A égua branca. Daenerys suspirou. Quaithe avisou-me da chegada da égua branca. Também me falou do príncipe dornês, o filho do sol. Disse-me mais que muitas coisas, mas tudo em adivinhas.
— Não posso depender da praga para me salvar dos meus inimigos. Libertai a Linda Meris. Imediatamente.
— Às vossas ordens. Se bem que... Vossa Graça, se me permitis a ousadia, existe outro caminho...

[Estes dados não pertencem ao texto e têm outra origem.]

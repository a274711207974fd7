//! Wall-clock frame pacing

use std::thread;
use std::time::{Duration, Instant};

use lanerush_common::FrameRate;

use crate::game::platform::Pacer;

/// Sleeps out the rest of each frame's budget
pub struct FrameClock {
    budget: Duration,
    last: Instant,
}

impl FrameClock {
    pub fn new(rate: FrameRate) -> Self {
        Self {
            budget: Duration::from_secs_f64(rate.frame_budget_ms() / 1000.0),
            last: Instant::now(),
        }
    }
}

impl Pacer for FrameClock {
    fn tick(&mut self) -> u64 {
        let elapsed = self.last.elapsed();
        if elapsed < self.budget {
            thread::sleep(self.budget - elapsed);
        }
        let now = Instant::now();
        let delta = now.duration_since(self.last);
        self.last = now;
        delta.as_millis() as u64
    }

    fn hold(&mut self, ms: u64) {
        thread::sleep(Duration::from_millis(ms));
        // Frames after a hold start a fresh budget
        self.last = Instant::now();
    }
}
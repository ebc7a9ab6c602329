use serde::{Deserialize, Serialize};
use utoipa::ToSchema;

#[derive(Serialize, Deserialize, ToSchema, Debug, Clone)]
#[serde(rename_all = "camelCase")]
pub struct Student {
    pub id: u64,
    pub name: String,
    pub email: Option<String>,
    pub grade_level: Option<String>,
}

#[derive(Serialize, Deserialize, ToSchema, Debug, Clone)]
#[serde(rename_all = "camelCase")]
pub struct NewStudent {
    pub name: String,
    pub email: Option<String>,
    pub grade_level: Option<String>,
}

#[derive(Serialize, Deserialize, ToSchema, Debug, Clone)]
#[serde(rename_all = "camelCase")]
pub struct StudentUpdate {
    pub name: Option<String>,
    pub email: Option<String>,
    pub grade_level: Option<String>,
}

#[derive(Serialize, Deserialize, Debug, Clone)]
#[serde(rename_all = "camelCase")]
pub struct Grade {
    pub id: u64,
    pub student_id: u64,
    pub subject: String,
    pub score: f64,
}

#[derive(Serialize, Deserialize, Debug, Clone)]
#[serde(rename_all = "camelCase")]
pub struct NewGrade {
    pub student_id: u64,
    pub subject: String,
    pub score: f64,
}

#[derive(Serialize, Deserialize, Debug, Clone)]
#[serde(rename_all = "camelCase")]
pub struct GradeUpdate {
    pub subject: Option<String>,
    pub score: Option<f64>,
}

#[derive(Serialize, Deserialize, Debug, Clone)]
#[serde(rename_all = "camelCase")]
pub struct Announcement {
    pub id: u64,
    pub title: String,
    pub body: String,
    pub created_at: String,
}

#[derive(Serialize, Deserialize, Debug, Clone)]
#[serde(rename_all = "camelCase")]
pub struct NewAnnouncement {
    pub title: String,
    pub body: String,
}

/// Stored user record. The password hash stays on disk; API responses go
/// through [`UserProfile`].
#[derive(Serialize, Deserialize, Debug, Clone)]
#[serde(rename_all = "camelCase")]
pub struct User {
    pub name: String,
    pub password_hash: String,
    pub age: u32,
    pub phone: String,
}

#[derive(Serialize, Deserialize, Debug, Clone)]
#[serde(rename_all = "camelCase")]
pub struct UserProfile {
    pub name: String,
    pub age: u32,
    pub phone: String,
}

impl From<&User> for UserProfile {
    fn from(user: &User) -> Self {
        Self {
            name: user.name.clone(),
            age: user.age,
            phone: user.phone.clone(),
        }
    }
}

/// Metadata recorded for one stored upload.
#[derive(Serialize, Deserialize, Debug, Clone)]
#[serde(rename_all = "camelCase")]
pub struct UploadedFile {
    pub file_name: String,
    pub stored_name: String,
    pub size: u64,
}
use std::marker::PhantomData;
use std::path::{Path, PathBuf};
use std::sync::Mutex;

use anyhow::Context;
use serde::de::DeserializeOwned;
use serde::Serialize;

/// Flat-file collection store: one JSON array per file. Reads load the whole
/// file and writes replace it; mutations go through [`JsonStore::update`] so
/// the read-mutate-rewrite cycle is serialized per store.
pub struct JsonStore<T> {
    path: PathBuf,
    lock: Mutex<()>,
    _marker: PhantomData<T>,
}

impl<T> JsonStore<T>
where
    T: Serialize + DeserializeOwned,
{
    pub fn open(path: impl Into<PathBuf>) -> anyhow::Result<Self> {
        let path = path.into();
        if let Some(parent) = path.parent() {
            std::fs::create_dir_all(parent).with_context(|| {
                format!("Failed to create data directory {}", parent.display())
            })?;
        }
        Ok(Self {
            path,
            lock: Mutex::new(()),
            _marker: PhantomData,
        })
    }

    pub fn path(&self) -> &Path {
        &self.path
    }

    /// Loads the whole collection. A missing or empty file reads as an empty
    /// collection.
    pub fn load(&self) -> anyhow::Result<Vec<T>> {
        let _guard = self.lock.lock().unwrap();
        self.read_unlocked()
    }

    /// Replaces the whole collection on disk.
    pub fn save(&self, items: &[T]) -> anyhow::Result<()> {
        let _guard = self.lock.lock().unwrap();
        self.write_unlocked(items)
    }

    /// Read-mutate-rewrite under the store lock. The closure's return value
    /// is handed back to the caller after the file has been replaced.
    pub fn update<R>(&self, mutate: impl FnOnce(&mut Vec<T>) -> R) -> anyhow::Result<R> {
        let _guard = self.lock.lock().unwrap();
        let mut items = self.read_unlocked()?;
        let result = mutate(&mut items);
        self.write_unlocked(&items)?;
        Ok(result)
    }

    fn read_unlocked(&self) -> anyhow::Result<Vec<T>> {
        if !self.path.exists() {
            return Ok(Vec::new());
        }
        let content = std::fs::read_to_string(&self.path)
            .with_context(|| format!("Failed to read {}", self.path.display()))?;
        if content.trim().is_empty() {
            return Ok(Vec::new());
        }
        serde_json::from_str(&content)
            .with_context(|| format!("Failed to parse {}", self.path.display()))
    }

    fn write_unlocked(&self, items: &[T]) -> anyhow::Result<()> {
        let json = serde_json::to_string_pretty(items)?;
        std::fs::write(&self.path, json)
            .with_context(|| format!("Failed to write {}", self.path.display()))
    }
}
use std::sync::Arc;

use anyhow::Context;
use axum::{
    body::Body,
    extract::{Multipart, Path, State},
    http::{header, StatusCode},
    response::Response,
    routing::{get, post},
    Json, Router,
};
use futures_core::Stream;
use tokio::io::AsyncReadExt;
use uuid::Uuid;

use crate::{
    error::{ApiError, ApiResult},
    events::{ServerEvent, FILE_UPLOADED},
    main_lib::AppState,
    models::UploadedFile,
};

const CHUNK_SIZE: usize = 64 * 1024;

/// Reads `file` chunk by chunk so large downloads are never buffered whole.
pub(crate) fn chunk_stream(
    file: tokio::fs::File,
) -> impl Stream<Item = std::io::Result<Vec<u8>>> {
    futures::stream::unfold(file, |mut file| async move {
        let mut buf = vec![0u8; CHUNK_SIZE];
        match file.read(&mut buf).await {
            Ok(0) => None,
            Ok(n) => {
                buf.truncate(n);
                Some((Ok(buf), file))
            }
            Err(err) => Some((Err(err), file)),
        }
    })
}

async fn upload_file(
    State(state): State<Arc<AppState>>,
    mut multipart: Multipart,
) -> ApiResult<Json<UploadedFile>> {
    while let Some(field) = multipart.next_field().await.map_err(|e| {
        ApiError::BadRequest(format!("Failed to read multipart field: {}", e))
    })? {
        if field.name() != Some("file") {
            continue;
        }
        let file_name = field
            .file_name()
            .unwrap_or("upload.bin")
            .rsplit(['/', '\\'])
            .next()
            .unwrap_or("upload.bin")
            .to_string();
        let data = field
            .bytes()
            .await
            .map_err(|e| ApiError::BadRequest(format!("Failed to read file content: {}", e)))?;

        let stored_name = format!("{}-{}", Uuid::new_v4(), file_name);
        let path = state.uploads_dir.join(&stored_name);
        tokio::fs::write(&path, &data)
            .await
            .with_context(|| format!("Failed to store upload {}", path.display()))?;

        let uploaded = UploadedFile {
            file_name,
            stored_name,
            size: data.len() as u64,
        };
        // Notify only once the file is on disk.
        let payload =
            serde_json::to_value(&uploaded).context("Failed to serialize event payload")?;
        state
            .event_bus
            .publish(ServerEvent::new(FILE_UPLOADED, payload));
        return Ok(Json(uploaded));
    }
    Err(ApiError::BadRequest(
        "Missing file in multipart request".to_string(),
    ))
}

async fn download_file(
    Path(name): Path<String>,
    State(state): State<Arc<AppState>>,
) -> ApiResult<Response> {
    if name.contains('/') || name.contains('\\') || name.contains("..") {
        return Err(ApiError::BadRequest("Invalid file name".to_string()));
    }
    let path = state.uploads_dir.join(&name);
    let file = tokio::fs::File::open(&path)
        .await
        .map_err(|_| ApiError::NotFound)?;

    let body = Body::from_stream(chunk_stream(file));
    Response::builder()
        .status(StatusCode::OK)
        .header(header::CONTENT_TYPE, "application/octet-stream")
        .body(body)
        .map_err(|e| ApiError::Internal(format!("Failed to build response: {}", e)))
}

pub fn router() -> Router<Arc<AppState>> {
    Router::new()
        .route("/files", post(upload_file))
        .route("/files/{name}", get(download_file))
}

— O caminho dornês? — Dany suspirou. Os três dorneses tinham estado no banquete, como era próprio do estatuto do Príncipe Quentyn, se bem que Reznak tivesse tido o cuidado de os sentar o mais longe possível do marido. Hizdahr não parecia ter uma natureza ciumenta, mas nenhum homem ficaria satisfeito com a presença de um pretendente rival perto da sua nova esposa. — O rapaz parece agradável e bem-falante, mas...
— A Casa Martell é antiga e nobre, e é uma leal amiga da Casa Targaryen há mais de um século, Vossa Graça. Tive a honra de servir com o tio-avô do Príncipe Quentyn nos sete do vosso pai. Nenhum homem podia desejar um irmão de armas mais valente do que o Príncipe Lewyn. Quentyn Martell é do mesmo sangue, se aprouver a Vossa Graça.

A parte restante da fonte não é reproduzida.